Over the next few decades, Weider went onto become attached especially to the bodybuilding world -- having helped create, in 1946, the International Federation of Bodybuilders and, in 1965, creating the inaugural Mr. Olympia contest. Other competitions followed, such as Ms. Olympia in 1980, Fitness Olympia in 1995 and Figure Olympia in 2003.
He also built out his magazine publishing empire with titles that included Shape, Men's Fitness, Flex, Natural Health and Muscle and Fitness.

Schwarzenegger was one of the thousands who read Weider's magazines growing up, saying they "provided me with the inspiration and the blueprint to push myself beyond my limits and imagine a much bigger future."
Later, it was Weider who invited Schwarzenegger to leave Austria for the United States, financed his move and helped to propel his career in bodybuilding, acting and business.
"He freely gave of his time and expertise and became a father figure for me," recalled Schwarzenegger, who became a top-grossing movie star and governor of California. "He advised me on my training, on my business ventures, and once, bizarrely, claimed I was a German Shakespearean actor to get me my first acting role in "Hercules in New York", even though I barely spoke English."
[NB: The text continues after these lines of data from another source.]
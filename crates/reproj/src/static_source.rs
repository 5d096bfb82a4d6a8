//! A raster source backed by a single georeferenced image.

use std::cell::{Cell, RefCell};
use std::fmt;
use std::rc::Rc;

use reproj_common::{Extent, Projection, Raster};
use tracing::debug;

use crate::image::LayerImage;
use crate::source::{RasterFuture, SourceImage};

/// A source of images in its own projection.
pub trait RasterSource {
    fn projection(&self) -> &Projection;

    /// Bumped whenever the source's content changes.
    fn revision(&self) -> u64;

    /// Whether the source prefers bilinear resampling.
    fn interpolate(&self) -> bool;

    /// The image covering `extent` in the source projection, if any.
    fn image_internal(&self, extent: &Extent, resolution: f64, pixel_ratio: f64) -> Option<Rc<dyn LayerImage>>;
}

/// Shared factory for the image fetch, reusable across refreshes.
pub type SharedLoader = Rc<dyn Fn() -> RasterFuture>;

/// One image with a fixed extent and projection.
pub struct StaticImageSource {
    projection: Projection,
    image_extent: Extent,
    interpolate: bool,
    revision: Cell<u64>,
    loader: RefCell<Option<SharedLoader>>,
    image: RefCell<Rc<SourceImage>>,
}

impl StaticImageSource {
    /// A source whose image is fetched by `loader` on first load.
    pub fn new<F>(projection: Projection, image_extent: Extent, interpolate: bool, loader: F) -> Self
    where
        F: Fn() -> RasterFuture + 'static,
    {
        let loader: SharedLoader = Rc::new(loader);
        let image = Self::idle_image(image_extent, &loader);
        Self {
            projection,
            image_extent,
            interpolate,
            revision: Cell::new(0),
            loader: RefCell::new(Some(loader)),
            image: RefCell::new(image),
        }
    }

    /// A source around an already decoded raster.
    pub fn from_raster(projection: Projection, image_extent: Extent, interpolate: bool, raster: Raster) -> Self {
        Self {
            projection,
            image_extent,
            interpolate,
            revision: Cell::new(0),
            loader: RefCell::new(None),
            image: RefCell::new(SourceImage::from_raster(image_extent, None, 1.0, raster)),
        }
    }

    fn idle_image(extent: Extent, loader: &SharedLoader) -> Rc<SourceImage> {
        let loader = loader.clone();
        SourceImage::new(extent, None, 1.0, move || loader())
    }

    pub fn image_extent(&self) -> Extent {
        self.image_extent
    }

    /// The current underlying image.
    pub fn image(&self) -> Rc<SourceImage> {
        self.image.borrow().clone()
    }

    /// Replace the fetch and start over with a fresh, idle image.
    pub fn set_loader<F>(&self, loader: F)
    where
        F: Fn() -> RasterFuture + 'static,
    {
        let loader: SharedLoader = Rc::new(loader);
        *self.image.borrow_mut() = Self::idle_image(self.image_extent, &loader);
        *self.loader.borrow_mut() = Some(loader);
        self.changed();
    }

    /// Replace the image with a decoded raster.
    pub fn set_raster(&self, raster: Raster) {
        *self.image.borrow_mut() = SourceImage::from_raster(self.image_extent, None, 1.0, raster);
        *self.loader.borrow_mut() = None;
        self.changed();
    }

    /// Re-fetch the image with the current loader.
    ///
    /// Sources built from a raster keep their image but still bump the
    /// revision, so reprojected copies are rebuilt.
    pub fn refresh(&self) {
        let loader = self.loader.borrow().clone();
        if let Some(loader) = loader {
            *self.image.borrow_mut() = Self::idle_image(self.image_extent, &loader);
        }
        self.changed();
    }

    fn changed(&self) {
        let revision = self.revision.get() + 1;
        self.revision.set(revision);
        debug!(revision, projection = %self.projection.code, "Static image source changed");
    }
}

impl RasterSource for StaticImageSource {
    fn projection(&self) -> &Projection {
        &self.projection
    }

    fn revision(&self) -> u64 {
        self.revision.get()
    }

    fn interpolate(&self) -> bool {
        self.interpolate
    }

    fn image_internal(&self, extent: &Extent, _resolution: f64, _pixel_ratio: f64) -> Option<Rc<dyn LayerImage>> {
        if !extent.intersects(&self.image_extent) {
            return None;
        }
        let image: Rc<dyn LayerImage> = self.image();
        Some(image)
    }
}

impl fmt::Debug for StaticImageSource {
    fn fmt(&self, f: &mut fmt::Formatter<'_>) -> fmt::Result {
        f.debug_struct("StaticImageSource")
            .field("projection", &self.projection.code)
            .field("image_extent", &self.image_extent)
            .field("revision", &self.revision.get())
            .finish()
    }
}
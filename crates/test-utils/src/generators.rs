//! Test raster generators.
//!
//! Generators return straight-alpha RGBA8 bytes in row-major order, ready to
//! be wrapped by `Raster::from_rgba`.

/// Creates a raster filled with one color.
pub fn solid_rgba(width: usize, height: usize, color: [u8; 4]) -> Vec<u8> {
    let mut data = Vec::with_capacity(width * height * 4);
    for _ in 0..width * height {
        data.extend_from_slice(&color);
    }
    data
}

/// Creates a raster whose every pixel encodes its own position.
///
/// Pixel (col, row) is `[col, row, 255 - col, 255]` (wrapping at 256), which
/// makes it easy to verify where a resampled pixel came from.
///
/// # Example
///
/// ```
/// use test_utils::create_position_rgba;
///
/// let data = create_position_rgba(3, 2);
/// assert_eq!(data.len(), 3 * 2 * 4);
/// assert_eq!(&data[4..8], &[1, 0, 254, 255]);   // col=1, row=0
/// assert_eq!(&data[12..16], &[0, 1, 255, 255]); // col=0, row=1
/// ```
pub fn create_position_rgba(width: usize, height: usize) -> Vec<u8> {
    let mut data = Vec::with_capacity(width * height * 4);
    for row in 0..height {
        for col in 0..width {
            let c = (col % 256) as u8;
            let r = (row % 256) as u8;
            data.extend_from_slice(&[c, r, 255 - c, 255]);
        }
    }
    data
}

/// Creates a checkerboard of two colors with square cells of `cell` pixels.
pub fn create_checkerboard_rgba(
    width: usize,
    height: usize,
    cell: usize,
    a: [u8; 4],
    b: [u8; 4],
) -> Vec<u8> {
    let cell = cell.max(1);
    let mut data = Vec::with_capacity(width * height * 4);
    for row in 0..height {
        for col in 0..width {
            let color = if (row / cell + col / cell) % 2 == 0 { a } else { b };
            data.extend_from_slice(&color);
        }
    }
    data
}

/// Creates an opaque horizontal gradient from black (left) to red (right).
pub fn create_gradient_rgba(width: usize, height: usize) -> Vec<u8> {
    let mut data = Vec::with_capacity(width * height * 4);
    for _row in 0..height {
        for col in 0..width {
            let v = (col * 255 / width.saturating_sub(1).max(1)) as u8;
            data.extend_from_slice(&[v, 0, 0, 255]);
        }
    }
    data
}

/// Read pixel (col, row) from straight RGBA data of the given width.
pub fn rgba_at(data: &[u8], width: usize, col: usize, row: usize) -> [u8; 4] {
    let idx = (row * width + col) * 4;
    [data[idx], data[idx + 1], data[idx + 2], data[idx + 3]]
}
Weider remained active "almost until the end," even after being diagnosed 12 years ago with a heart condition, amyloidosis, said his publicist Charlotte Parker.
"That never slowed him down," said Parker, who worked with Weider for about 20 years. "He was amazing."
By helping popularize weight training, supplement and vitamin use, and fitness equipment -- whether in a gym, a school or a home -- Weider helped change the way the world looks at fitness and health, according to Parker.
Outside of all that, his friends knew him as a very giving, smart person.
"He was generous, loving, full of life," said Parker. "He was a great man."